金・銀のテクニカル見通しは強気のブレイク示唆
現物の金は、価格が三角形のレジスタンスを上抜け、さらに$4,049で50日移動平均、$4,076で100日移動平均を上回ったことで、短期的なテクニカル面での優位を取り戻した。強気派の次の上値目標は、価格を再び$4,167.00より上に押し戻すことだ。これが維持されれば、$4,200、さらに$4,278を狙う動きになる見通し。弱気派の次の短期的な下値目標は$4,080を割り込むことで、より深い下値目標は$4,050、そしてその次に$4,040。最初のレジスタンスは$4,167.00、次が$4,200。最初のサポートは$4,080、次が$4,050。
現物の銀も、価格が下落トレンドラインのレジスタンスを上抜け、さらに約$57.97の50日移動平均と約$59.23の100日移動平均を上回ったことで、短期的なテクニカル面での優位を取り戻した。強気派の次の上値目標は、価格を再び$61.03より上に引き上げることだ。その水準を上回る動きなら、$63.24、そして$65.15を狙う。弱気派の次の下値目標は$59.23を割り込むことで、より深い下値目標は$58.26、そして$56.39。最初のレジスタンスは$61.03、次が$63.24。次のサポートは$59.23、次が$58.26となる。
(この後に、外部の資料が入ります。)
use std::fmt::{self, Display, Formatter};

use crate::app::ServeSummary;
use crate::health::HealthStatus;
use crate::link::Event;

use super::painter::Painter;
use super::table::Table;

/// Renders one event received from the radio controller.
pub(crate) struct EventView<'a> {
    event: &'a Event,
    painter: &'a Painter,
}

impl<'a> EventView<'a> {
    pub(crate) fn new(event: &'a Event, painter: &'a Painter) -> Self {
        Self { event, painter }
    }
}

impl Display for EventView<'_> {
    fn fmt(&self, f: &mut Formatter<'_>) -> fmt::Result {
        let name = self.painter.event_name(self.event);
        let detail = match self.event {
            Event::BtState(state) => self.painter.value(state.to_string()),
            Event::PlayStatus(state) => self.painter.value(state.to_string()),
            Event::Metadata { kind, text } => {
                format!("{} {}", self.painter.muted(kind.to_string()), self.painter.value(text))
            }
            Event::DeviceName(name) => self.painter.value(name),
            Event::Volume(volume) => self.painter.value(volume.to_string()),
            Event::Position(position_ms) => {
                format!("{} {}", self.painter.value(position_ms.to_string()), self.painter.muted("ms"))
            }
            Event::BtMode(mode) => self.painter.value(mode.to_string()),
            Event::Ack(command) => self.painter.muted(command.to_string()),
            Event::Error { code, message } => format!(
                "{} {}",
                self.painter.failure(code.to_string()),
                self.painter.muted(message)
            ),
            Event::Pong => String::new(),
        };
        if detail.is_empty() {
            write!(f, "{name}")
        } else {
            write!(f, "{name} {detail}")
        }
    }
}

/// Renders a heartbeat health transition.
pub(crate) struct HealthView<'a> {
    status: HealthStatus,
    painter: &'a Painter,
}

impl<'a> HealthView<'a> {
    pub(crate) fn new(status: HealthStatus, painter: &'a Painter) -> Self {
        Self { status, painter }
    }
}

impl Display for HealthView<'_> {
    fn fmt(&self, f: &mut Formatter<'_>) -> fmt::Result {
        write!(
            f,
            "{} {}",
            self.painter.muted("health"),
            self.painter.health(self.status)
        )
    }
}

/// Renders the end-of-run summary of the radio controller.
pub(crate) struct ServeSummaryView<'a> {
    summary: &'a ServeSummary,
    painter: &'a Painter,
}

impl<'a> ServeSummaryView<'a> {
    pub(crate) fn new(summary: &'a ServeSummary, painter: &'a Painter) -> Self {
        Self { summary, painter }
    }
}

impl Display for ServeSummaryView<'_> {
    fn fmt(&self, f: &mut Formatter<'_>) -> fmt::Result {
        let table = Table::key_value(
            self.painter,
            vec![
                ("sessions", self.painter.value(self.summary.sessions().to_string())),
                ("suspends", self.painter.value(self.summary.suspends().to_string())),
            ],
        );
        write!(f, "{}", self.painter.heading("Radio controller stopped:"))?;
        write!(f, "\n{table}")
    }
}

#[cfg(test)]
mod tests {
    use pretty_assertions::assert_eq;
    use rstest::rstest;

    use super::*;
    use crate::link::{BtState, ErrorCode, MetaKind};
    use crate::protocol::CommandType;

    #[rstest]
    #[case(Event::BtState(BtState::Connected), "bt_state connected")]
    #[case(
        Event::Metadata { kind: MetaKind::Artist, text: "Radiohead".to_string() },
        "metadata artist Radiohead"
    )]
    #[case(Event::Position(1500), "position 1500 ms")]
    #[case(Event::Ack(CommandType::Play), "ack play")]
    #[case(
        Event::Error { code: ErrorCode::InvalidPayload, message: "Invalid payload".to_string() },
        "error invalid_payload Invalid payload"
    )]
    #[case(Event::Pong, "pong")]
    fn renders_events_as_single_lines(#[case] event: Event, #[case] expected: &str) {
        let painter = Painter::new(false);

        assert_eq!(expected, EventView::new(&event, &painter).to_string());
    }

    #[test]
    fn renders_health_transitions() {
        let painter = Painter::new(false);

        assert_eq!(
            "health healthy",
            HealthView::new(HealthStatus::Healthy, &painter).to_string()
        );
    }
}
トレーダーは、FRBの発信、金曜の米国フラッシュPMIデータ、来週のFRBの政策決定、そしてホルムズまたは紅海の海上輸送ルートに対する新たな混乱の有無を注視している。$4,140を上回る水準を継続して維持できれば、短期の金の回復は保たれる。一方で、$4,080を下回る形に戻ればブレイクは弱まり、再び$4,050から$4,040のサポート・エリアに注目が戻る。
よくある質問(FAQ)
水曜に金・銀の価格を押し上げたのは何でしたか?
テクニカルな買いと防衛的な需要が、原油価格の上昇や米国債利回りの堅調さにもかかわらず、金を$4,136.60(+1.47%)、銀を$59.72(+1.80%)まで押し上げた。金は三角形のレジスタンスと、50日・100日移動平均を上抜け、銀も下落トレンドラインのレジスタンスをクリアした。
なぜ原油価格は複数週ぶり高値に到達しましたか?
ブレント原油は$94.07で決着し、6月8日以来の最高の終値となり、WTIは$86.83まで上昇した。米国当局者が、イランがホルムズ海峡を通過する際の料金徴収や海峡の支配を強めようとしている動きについてアジアの指導者に警告したことが背景にある。原油市場は、海峡周辺での攻撃の反復や、紅海および湾岸の流れに対するフーシ派の脅威による供給リスクを価格に織り込んだ。
トレーダーは金の次の動きとして何を注目していますか?
トレーダーは、FRBの発信、金曜の米国フラッシュPMIデータ、来週のFRBの政策決定、そしてホルムズまたは紅海の海上輸送ルートに対する新たな混乱の有無を注視している。$4,140を上回る水準を継続して維持できれば、短期の金の回復は保たれるが、$4,080を下回る形になればブレイクは弱まる。